Based on this partition, we can define a simple function (function that takes on finitely many values) whose values are constant on the partition cells \begin{align*} h'(\bb x) = \sum_{i=1}^r a_i I_{A_i} (\bb x) \qquad \text{where} \qquad a_i=h\left(\max_{\bb x\in A_i}(x_1),\ldots,\max_{\bb x\in A_i}(x_d)\right). \end{align*} In fact, we can write the function $h'$ in the following form \[h'(\bb x)=\sum_{i=1}^m \beta_i I_{(-\bb\infty,{\bb b}_i]}(\bb x)\] using the method described in the proof of Proposition 8.2.3 (see also Figure 8.1). Note that by construction of the partition, each point ${\bb b}_i$ is a continuity point of $F_{\bb X}$ and therefore ${\bb X}^{(n)}\tood \bb X$ implies \begin{align} \lim_{n\to\infty} \E(h'({\bb X}^{(n)})) = \lim_{n\to\infty} \sum_{i=1}^m \beta_i F_{{\bb X}^{(n)}}(\bb x) = \sum_{i=1}^m \beta_i F_{{\bb X}}(\bb x) = \E(h'({\bb X})). \tag{**} \end{align} We finally note that \begin{align*} &|\E(h({\bb X}^{(n)}))-\E(h(\bb X))| \\ &= |\E(h({\bb X}^{(n)})) +\E(h'({\bb X}^{(n)}))-\E(h'({\bb X}^{(n)}))+\E(h'({\bb X}))-\E(h'({\bb X})) -\E(h(\bb X)) |\\ &\leq |\E(h({\bb X}^{(n)}))-\E(h'({\bb X}^{(n)}))| + |\E(h'({\bb X}^{(n)})) -\E(h'({\bb X}))| + |\E(h'({\bb X}))-\E(h(\bb X)) |\\ &\leq \epsilon + |\E(h'({\bb X}^{(n)})) -\E(h'({\bb X}))| + \epsilon \\ &\to 2\epsilon \qquad \text{ as } n\to\infty. \end{align*} Above, the first inequality follows from the triangle inequality, the second inequality follows from the uniform convergence of $h$ and the construction of the partition $Q$ and $h'$, and the convergence follows from (**). Since this holds for all $\epsilon>0$, we have $|\E(h({\bb X}^{(n)}))-\E(h(\bb X))|\to 0$ or $\E(h({\bb X}^{(n)}))\to\E(h(\bb X))$.
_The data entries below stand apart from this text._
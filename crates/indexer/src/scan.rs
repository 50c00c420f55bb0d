use std::collections::HashSet;
use std::sync::Arc;
use std::time::SystemTime;

use common::{Track, OTHER_GENRE};
use library::{
    extract_tracks, is_unknown_artist, normalize_artist_name, CacheError, LibraryView, ScanReport,
    ScannedTrack,
};
use tracing::{info, warn};

use crate::config::{resolve_path, save_config, ConfigError};
use crate::enrich::GenreEnricher;
use crate::state::{AppState, LibraryStats, LibraryStatus};

pub enum FolderChange {
    Add(String),
    Remove(String),
}

/// Publishes the saved snapshot if there is one, otherwise runs both scan
/// phases and saves the result. `force_rescan` discards the snapshot first.
pub async fn start_index(state: &AppState, force_rescan: bool) -> LibraryStatus {
    if force_rescan {
        state.snapshot.clear();
    }

    if let Some(tracks) = state.snapshot.load() {
        info!("Loaded {} tracks from snapshot", tracks.len());
        return publish(state, LibraryView::from_tracks(tracks), 0, true);
    }

    let roots: Vec<String> = {
        let config = state.config.read();
        config
            .source_folders
            .iter()
            .map(|folder| {
                resolve_path(&state.config_path, folder)
                    .to_string_lossy()
                    .to_string()
            })
            .collect()
    };
    if roots.is_empty() {
        info!("No source folders configured yet; add one with `add-folder`.");
        let mut guard = state.library_state.write();
        guard.view = None;
        guard.status = LibraryStatus::Unconfigured;
        return guard.status.clone();
    }

    {
        let mut guard = state.library_state.write();
        guard.status = LibraryStatus::Scanning {
            started: SystemTime::now(),
        };
    }

    match scan_sources(state, roots).await {
        Ok(report) => {
            state.snapshot.save(&report.tracks);
            publish(state, LibraryView::from_tracks(report.tracks), report.skipped, false)
        }
        Err(message) => {
            warn!("Library scan failed: {}", message);
            let mut guard = state.library_state.write();
            guard.view = None;
            guard.status = LibraryStatus::Error(message);
            guard.status.clone()
        }
    }
}

/// Phase 1 on a blocking worker, then genre enrichment for the tracks
/// whose tags did not map onto the taxonomy.
pub async fn scan_sources(state: &AppState, roots: Vec<String>) -> Result<ScanReport, String> {
    let source = Arc::clone(&state.source);
    let extracted = tokio::task::spawn_blocking(move || extract_tracks(source.as_ref(), &roots))
        .await
        .map_err(|err| err.to_string())?;

    let tracks = enrich_tracks(&state.enricher, extracted.tracks).await;
    Ok(ScanReport {
        tracks,
        skipped: extracted.skipped,
    })
}

pub async fn enrich_tracks(enricher: &GenreEnricher, scanned: Vec<ScannedTrack>) -> Vec<Track> {
    let mut seen = HashSet::new();
    let artists: Vec<String> = scanned
        .iter()
        .filter(|item| item.track.genre == OTHER_GENRE && !is_unknown_artist(&item.track.artist))
        .filter(|item| seen.insert(normalize_artist_name(&item.track.artist)))
        .map(|item| item.track.artist.clone())
        .collect();
    info!(
        "Enriching genres: {} tracks, {} unique artists",
        scanned.len(),
        artists.len()
    );
    enricher.prefetch_genres_for_artists(&artists).await;

    let mut tracks = Vec::with_capacity(scanned.len());
    for item in scanned {
        if item.track.genre != OTHER_GENRE {
            tracks.push(item.track);
            continue;
        }
        let genre = enricher
            .genre_for_artist(&item.track.artist, item.metadata_genre.as_deref())
            .await;
        let mut track = item.track;
        track.genre = genre;
        tracks.push(track);
    }
    tracks
}

/// Persists the folder list and rescans when it actually changed.
pub async fn apply_folder_change(
    state: &AppState,
    change: FolderChange,
) -> Result<Option<LibraryStatus>, ConfigError> {
    let updated = {
        let mut config = state.config.write();
        let changed = match &change {
            FolderChange::Add(folder) => config.add_source_folder(folder),
            FolderChange::Remove(folder) => config.remove_source_folder(folder),
        };
        if changed {
            save_config(&state.config_path, &config)?;
        }
        changed
    };
    if !updated {
        return Ok(None);
    }
    info!("Source folders changed; rescanning");
    Ok(Some(start_index(state, true).await))
}

pub async fn clear_genre_cache_and_rescan(state: &AppState) -> Result<LibraryStatus, CacheError> {
    state.enricher.clear_cache()?;
    Ok(start_index(state, true).await)
}

fn publish(
    state: &AppState,
    view: LibraryView,
    skipped: usize,
    from_snapshot: bool,
) -> LibraryStatus {
    let stats = LibraryStats::from_view(&view, skipped, from_snapshot);
    info!(
        "Library ready: {} tracks, {} folders, {} genres",
        stats.tracks, stats.folders, stats.genres
    );
    let mut guard = state.library_state.write();
    guard.view = Some(Arc::new(view));
    guard.status = LibraryStatus::Ready(stats);
    guard.status.clone()
}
$(2) \Rightarrow (3)$: For an arbitrary continuous function $h$ such that $\|h(\bb x)\|\leq M$ and an arbitrary $\epsilon>0$ we will show that $|\E(h({\bb X}^{(n)}))-\E(h(\bb X))|\to \epsilon$. Since this holds for all $\epsilon>0$, this implies $\E(h({\bb X}^{(n)}))\to\E(h(\bb X))$.

It is possible to find $\alpha$ such that $\P(\|\bb X\|\geq \alpha) < \epsilon/(2M)$, and a continuous function $0\leq h'(\bb x)\leq 1$ such that $h'(\bb x)=0$ if $\|\bb x\|\geq \alpha+1$ and $h'(\bb x)=1$ if $\|\bb x\|\leq \alpha$. It follows that $\E(h'(\bb X))\geq 1-\epsilon/(2M)$ and \begin{align*} &|\E(h({\bb X}^{(n)}))-\E(h(\bb X))| \\ &= |\E(h({\bb X}^{(n)}))-\E(h(\bb X)) + \E(h({\bb X}^{(n)})h'({\bb X}^{(n)})) \\ &\quad -\E(h({\bb X}^{(n)})h'({\bb X}^{(n)}))+ \E(h({\bb X})h'({\bb X})) - \E(h({\bb X})h'({\bb X}))|\\ &\leq |\E(h({\bb X}^{(n)}))-\E(h({\bb X}^{(n)})h'({\bb X}^{(n)}))| +|\E(h({\bb X}^{(n)})h'({\bb X}^{(n)}))-\E(h({\bb X})h'({\bb X}))| \\ &\quad +|\E(h({\bb X})h'({\bb X})) - \E(h(\bb X))| \\ &\to |\E(h({\bb X}^{(n)}))-\E(h({\bb X}^{(n)})h'({\bb X}^{(n)}))| +0 +|\E(h({\bb X})h'({\bb X})) - \E(h(\bb X))|\\ &\to \epsilon/2+\epsilon/2=\epsilon. \end{align*} The first inequality above follows from the triangle inequality. The first convergence follows from statement (2) and the fact that $hh'$ is a continuous function that vanishes outside a bounded and closed set. The second convergence follows from \begin{align*} |\E(h({\bb X}^{(n)}))-\E(h({\bb X}^{(n)})h'({\bb X}^{(n)}))| &\leq \E(|h({\bb X}^{(n)})|\cdot | 1- h'({\bb X}^{(n)})|) \\ &\leq M \E(| 1- h'({\bb X}^{(n)})|) \\ &= M \E(1- h'({\bb X}^{(n)})) \\ &= M (1- \E h'({\bb X}^{(n)})) \\ &\to M (1- \E h'({\bb X})) \\ &\leq M \epsilon/(2M)=\epsilon/2 \end{align*} (with a similar bound applying to the term $|\E(h({\bb X}))-\E(h({\bb X})h'({\bb X}))|$).

$(3) \Rightarrow (4)$: Let $h$ be a bounded measurable function, for which $\P(\bb X\in \{\bb x: h\text{ is continuous at }\bb x\})=1$. Given $\epsilon>0$, we use the previous lemma to obtain continuous and bounded functions $m,M$ such that $m\leq h\leq M$ and \begin{align*} \E(h(\bb X)) - \epsilon &\leq \E m(\bb X) \\ &= \lim \E m({\bb X}^{(n)}) \\ &\leq \liminf \E( h ({\bb X}^{(n)}))\\ &\leq \limsup \E(h({\bb X}^{(n)})) \\ &\leq \lim \E M({\bb X}^{(n)}) \\ &= \E(M(\bb X))\\ &\leq \E(h(\bb X))+\epsilon. \end{align*} Since $\epsilon$ is arbitrary, $\liminf \E(h({\bb X}^{(n)}))=\limsup \E(h({\bb X}^{(n)}))$, and $\E(h({\bb X}^{(n)}))\to \E(h(\bb X))$.